- Born: Tucson, Arizona, United States
- Occupation: Competitive eater

= Michelle Lesco =

American competitive eater

Michelle Cristeen Lesco is an American competitive eater. She is the 2021 women's champion in the Nathan's Hot Dog Eating Contest, with 30.75 hot dogs and buns consumed in 10 minutes on July 4, 2021, ending Miki Sudo's 7-year reign. She has also competed in other eating competitions as well such as pie-eating, chicken wing eating, oyster eating, fudge eating, and others. She was named Major League Eating's Humanitarian of the Year.

==Early life==
Lesco graduated from Eastern Arizona College in 2003 with an Associate of Arts in General Studies, graduated from University of Arizona in 2012 with a Bachelor of Arts in psychology with minors in history and sociology, and received her teacher certification from Pima Community College in 2014.

==Career==
Lesco finished in second to Miki Sudo in the 2017, 2018, and 2019 Nathan's Hot Dog Eating Contests before winning in 2021, when Sudo did not compete because of her pregnancy. She is the third woman to win the Pink Mustard Belt since the contest was started in 2011.

Lesco has also competed in other events, including eating 10.5 pounds of boysenberry pie and 158 chicken wings in 10 minutes. In 2016, she won the Turkish Airlines World Oyster Eating Championship by consuming 227 oysters in three minutes, defeating a ten-time champion. On March 30, 2024 Lesco ate five pounds of chocolate fudge from Uranus during the Inaugural Eating Uranus Fudge Galactic Championship at Uranus, Missouri, placing 8th in the competition.

Lesco is a math teacher at Roberts Naylor k-8 School in Tucson. She has been teaching since 2012.

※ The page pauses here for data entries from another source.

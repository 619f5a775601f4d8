//! Checksumming tee over a byte stream.
//!
//! The lzop header checksum covers every header byte after the magic, and the
//! algorithm is only known once the flags word has been read.  [`ChecksumReader`]
//! therefore feeds every consumed byte into both a CRC-32 and an Adler-32
//! accumulator; the parser picks one at the end.
//!
//! The accumulators belong to one reader and one parse.  `reset()` is the only
//! way to restart them.  The wrapper does no buffering of its own, so the inner
//! stream position always equals the number of bytes handed out.

use std::io::{self, Read};

use adler2::Adler32;
use crc32fast::Hasher;

use crate::format::ChecksumKind;

pub struct ChecksumReader<R> {
    inner: R,
    crc32: Hasher,
    adler32: Adler32,
    consumed: u64,
}

impl<R: Read> ChecksumReader<R> {
    pub fn new(inner: R) -> Self {
        Self { inner, crc32: Hasher::new(), adler32: Adler32::new(), consumed: 0 }
    }

    /// Restart both accumulators.  The byte count keeps running.
    pub fn reset(&mut self) {
        self.crc32.reset();
        self.adler32 = Adler32::new();
    }

    pub fn crc32(&self) -> u32 {
        self.crc32.clone().finalize()
    }

    pub fn adler32(&self) -> u32 {
        self.adler32.checksum()
    }

    /// Running value of the requested algorithm.
    pub fn sum(&self, kind: ChecksumKind) -> u32 {
        match kind {
            ChecksumKind::Crc32 => self.crc32(),
            ChecksumKind::Adler32 => self.adler32(),
        }
    }

    /// Bytes handed out since construction.
    pub fn consumed(&self) -> u64 {
        self.consumed
    }

    /// Fill as much of `buf` as the stream allows; returns the count.  Unlike
    /// `read_exact` a short stream is not an error.
    pub fn read_up_to(&mut self, buf: &mut [u8]) -> io::Result<usize> {
        let mut filled = 0;
        while filled < buf.len() {
            match self.read(&mut buf[filled..]) {
                Ok(0) => break,
                Ok(n) => filled += n,
                Err(e) if e.kind() == io::ErrorKind::Interrupted => {}
                Err(e) => return Err(e),
            }
        }
        Ok(filled)
    }

    pub fn into_inner(self) -> R {
        self.inner
    }
}

impl<R: Read> Read for ChecksumReader<R> {
    fn read(&mut self, buf: &mut [u8]) -> io::Result<usize> {
        let n = self.inner.read(buf)?;
        self.crc32.update(&buf[..n]);
        self.adler32.write_slice(&buf[..n]);
        self.consumed += n as u64;
        Ok(n)
    }
}

#[cfg(test)]
mod tests {
    use super::*;
    use std::io::Cursor;

    #[test]
    fn tee_matches_one_shot_checksums() {
        let data = b"lzop header bytes";
        let mut r = ChecksumReader::new(Cursor::new(&data[..]));
        let mut out = Vec::new();
        r.read_to_end(&mut out).unwrap();
        assert_eq!(out, data);
        assert_eq!(r.crc32(), crc32fast::hash(data));
        assert_eq!(r.adler32(), adler2::adler32_slice(data));
        assert_eq!(r.consumed(), data.len() as u64);
    }

    #[test]
    fn reset_restarts_both_sums() {
        let mut r = ChecksumReader::new(Cursor::new(b"skipped|kept".to_vec()));
        let mut head = [0u8; 8];
        r.read_exact(&mut head).unwrap();
        r.reset();
        let mut tail = [0u8; 4];
        r.read_exact(&mut tail).unwrap();
        assert_eq!(r.sum(ChecksumKind::Crc32), crc32fast::hash(b"kept"));
        assert_eq!(r.sum(ChecksumKind::Adler32), adler2::adler32_slice(b"kept"));
        assert_eq!(r.consumed(), 12);
    }

    #[test]
    fn empty_stream_checksums() {
        let r = ChecksumReader::new(Cursor::new(Vec::new()));
        assert_eq!(r.adler32(), 1);
        assert_eq!(r.crc32(), 0);
    }

    #[test]
    fn read_up_to_stops_at_eof() {
        let mut r = ChecksumReader::new(Cursor::new(vec![1u8, 2, 3]));
        let mut buf = [0u8; 9];
        assert_eq!(r.read_up_to(&mut buf).unwrap(), 3);
        assert_eq!(&buf[..3], &[1, 2, 3]);
    }
}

===Nathan's Famous Hot Dog Eating Contest results===

| 2026 Contest | 22 | 2nd place |
| 2025 Contest | 22 | 2nd place |
| 2024 Contest | 23.75 | 3rd place |
| 2023 Contest | 24 | 3rd place |
| 2022 Contest | 25 | 2nd place |
| 2021 Contest | 30.75 | 1st place |
| 2019 Contest | 26.5 | 2nd place |
| 2018 Contest | 28 | 2nd place |
| 2017 Contest | 32 | 2nd place |
| 2016 Contest | 27 | T-3rd place |
| 2015 Contest | 26 | 4th place |
| 2014 Contest | 27 | 3rd place |
| 2013 Contest | 27.5 | 3rd place |
| 2012 Contest | 25.5 | 3rd place |
| 2011 Contest | 20 | 4th place |

==Humanitarian work==
Lesco was named Major League Eating's Humanitarian of the Year, working as the senior manager of Youth Services at the Volunteer Center of Southern Arizona, and donating both time and money to clean water initiatives in the Central African Republic's Bakota Liberté Village and Ethiopia's Adi Atsgeba Village and Adikokob Elementary School as well as the village of Geremu in Malawi.